Comenta que sólo un 10% de la población habla inglés, por eso los rusos no se sienten cómodos con el extranjero. Ya… pero cómo mínimo podrían sonreír –le digo-. Me responde que son muy desconfiados y que puede incluso que estén tristes porque nadie se preocupa por ellos. Ahora Rusia está haciendo dinero, pero no se queda en el país. A nadie parece interesarle, y menos a Putin, principal mafioso del país que sólo mira por su bolsillo.
Comenta también que todavía hay mucha gente que anhela el comunismo. Antes no había tantas desigualdades, ahora la gente trabaja mucho para no tener nada. La mayoría de jóvenes rusos está a favor del sistema actual, pero él no. Dice que el comunismo era mejor para el beneficio propio del país. Tal vez ahora haya más oportunidades, pero cuesta mucho encontrarlas- asegura-.
Me explica que la ciudad es peligrosa, especialmente de noche, cuando hay mucha delincuencia. Uno de los principales problemas callejeros son las peleas entre Skin heads e inmigrantes moldavos.
Vladimir dice que el alcoholismo en Rusia se centra especialmente en las zonas rurales, donde la gente no tiene motivaciones y se aburre demasiado. En Moscú, por ejemplo, la gente no bebe tanto, trabaja, tiene cosas que hacer y está entretenida.
Le pregunto si se siente europeo y me responde que no. Él que ha viajado mucho por Europa me lo puede asegurar. Dice que Moscú es sin duda una ciudad casi europea, pero que parece que va por libre y no tiene en cuenta al resto del país. Le encanta Europa, especialmente la ciudad de Barcelona para divertirse y Estocolmo para vivir. Uno de sus planes de futuro es precisamente irse a vivir a la capital sueca donde, al parecer, hay muchas oportunidades para los ingenieros informáticos.

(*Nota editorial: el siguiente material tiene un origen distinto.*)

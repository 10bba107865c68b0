//! # Change Calculator
//!
//! Greedy change-making over the fixed denomination set, bounded by what
//! the cash box actually holds.
//!
//! ## Algorithm
//! ```text
//! remaining = amount
//! for d in [10000, 5000, 1000, 500, 100]:
//!     take = min(remaining / d, available[d])
//!     remaining -= take × d
//! exact = (remaining == 0)
//! ```
//!
//! ## Greedy, Not Optimal
//! The calculator commits to the largest denomination it can use and never
//! backtracks. With a cash box that only holds a 10,000 note and a 5,000
//! note, asking for 5,000 works, but a box holding {1000: 1} cannot pay 300
//! no matter what: the answer is `exact = false`, never an error.

use serde::{Deserialize, Serialize};

use crate::denomination::Denomination;
use crate::ledger::{Breakdown, CashInventory};
use crate::money::Money;

/// Outcome of a change calculation.
#[derive(Debug, Clone, PartialEq, Eq, Serialize, Deserialize)]
pub struct ChangeResult {
    /// Units of each denomination to pay out. Only non-zero entries.
    pub breakdown: Breakdown,

    /// How much of the requested amount the breakdown pays.
    pub total_covered: Money,

    /// True iff `total_covered` equals the requested amount.
    pub exact: bool,
}

/// Computes a greedy change breakdown for `amount` from `inventory`.
///
/// ## Example
/// ```rust
/// use vendsim_core::change::calculate_change;
/// use vendsim_core::denomination::Denomination;
/// use vendsim_core::ledger::CashInventory;
/// use vendsim_core::money::Money;
///
/// let inv = CashInventory::new()
///     .with(Denomination::Note1000, 1)
///     .with(Denomination::Coin500, 1);
///
/// let result = calculate_change(Money::new(1500), &inv);
/// assert!(result.exact);
/// assert_eq!(result.breakdown.count(Denomination::Note1000), 1);
/// assert_eq!(result.breakdown.count(Denomination::Coin500), 1);
/// ```
pub fn calculate_change(amount: Money, inventory: &CashInventory) -> ChangeResult {
    let mut breakdown = CashInventory::new();
    let mut remaining = amount.amount();

    for denomination in Denomination::ALL {
        if remaining == 0 {
            break;
        }

        let wanted = remaining / denomination.value();
        let used = wanted.min(inventory.count(denomination));
        if used > 0 {
            breakdown.set(denomination, used);
            remaining -= used * denomination.value();
        }
    }

    ChangeResult {
        breakdown,
        total_covered: Money::new(amount.amount() - remaining),
        exact: remaining == 0,
    }
}

// =============================================================================
// Unit Tests
// =============================================================================

#[cfg(test)]
mod tests {
    use super::*;
    use proptest::prelude::*;

    #[test]
    fn test_exact_with_notes_and_coins() {
        let inv = CashInventory::new()
            .with(Denomination::Note1000, 1)
            .with(Denomination::Coin500, 1)
            .with(Denomination::Coin100, 0);

        let result = calculate_change(Money::new(1500), &inv);

        assert!(result.exact);
        assert_eq!(
            result.breakdown,
            CashInventory::new()
                .with(Denomination::Note1000, 1)
                .with(Denomination::Coin500, 1)
        );
        assert_eq!(result.total_covered, Money::new(1500));
    }

    #[test]
    fn test_falls_through_to_smaller_denominations() {
        let inv = CashInventory::new()
            .with(Denomination::Note1000, 0)
            .with(Denomination::Coin500, 1)
            .with(Denomination::Coin100, 1);

        let result = calculate_change(Money::new(600), &inv);

        assert!(result.exact);
        assert_eq!(
            result.breakdown,
            CashInventory::new()
                .with(Denomination::Coin500, 1)
                .with(Denomination::Coin100, 1)
        );
    }

    #[test]
    fn test_inexact_when_no_small_units() {
        let inv = CashInventory::new().with(Denomination::Note1000, 1);

        let result = calculate_change(Money::new(300), &inv);

        assert!(!result.exact);
        assert!(result.breakdown.is_empty());
        assert_eq!(result.total_covered, Money::zero());
    }

    #[test]
    fn test_zero_amount_is_trivially_exact() {
        let result = calculate_change(Money::zero(), &CashInventory::new());
        assert!(result.exact);
        assert!(result.breakdown.is_empty());
    }

    #[test]
    fn test_partial_cover_reports_total_covered() {
        let inv = CashInventory::new()
            .with(Denomination::Coin500, 1)
            .with(Denomination::Coin100, 2);

        let result = calculate_change(Money::new(900), &inv);

        assert!(!result.exact);
        assert_eq!(result.total_covered, Money::new(700));
    }

    #[test]
    fn test_limited_by_available_count() {
        let inv = CashInventory::new()
            .with(Denomination::Note5000, 1)
            .with(Denomination::Note1000, 10);

        let result = calculate_change(Money::new(8000), &inv);

        assert!(result.exact);
        assert_eq!(result.breakdown.count(Denomination::Note5000), 1);
        assert_eq!(result.breakdown.count(Denomination::Note1000), 3);
    }

    fn arb_inventory() -> impl Strategy<Value = CashInventory> {
        prop::collection::vec(0u64..20, 5).prop_map(|counts| {
            Denomination::ALL
                .iter()
                .copied()
                .zip(counts)
                .collect::<CashInventory>()
        })
    }

    proptest! {
        #![proptest_config(ProptestConfig {
            cases: 512,
            ..ProptestConfig::default()
        })]

        /// Property: an exact result pays exactly the amount and never uses
        /// more units than the inventory holds.
        #[test]
        fn exact_breakdown_sums_to_amount(amount in 0u64..100_000, inv in arb_inventory()) {
            let result = calculate_change(Money::new(amount), &inv);

            prop_assert!(inv.covers(&result.breakdown));
            prop_assert_eq!(result.breakdown.total(), result.total_covered);
            if result.exact {
                prop_assert_eq!(result.breakdown.total(), Money::new(amount));
            } else {
                prop_assert!(result.total_covered < Money::new(amount));
            }
        }

        /// Property: same inputs, same output.
        #[test]
        fn calculation_is_deterministic(amount in 0u64..100_000, inv in arb_inventory()) {
            let first = calculate_change(Money::new(amount), &inv);
            let second = calculate_change(Money::new(amount), &inv);
            prop_assert_eq!(first, second);
        }
    }
}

Me pregunta sobre mí y le explico que estoy dando la vuelta al mundo. No me cree y le enseño el vídeo ganador. Alucina y me promete que esas cosas no pasan en Rusia. Se despide de mí diciéndome: “Me voy a dormir, yo soy una persona normal, tengo horarios de trabajo. Si quieres mañana por la tarde quedamos y te enseño la ciudad”.
Me voy a dormir pensando en lo afortunada que soy y contenta de saber que los estereotipos que el primer día me plantee fueron fruto de mi desconocimiento. Vladimir es un ruso simpático, hospitalario y divertidísimo. Además, no bebe alcohol.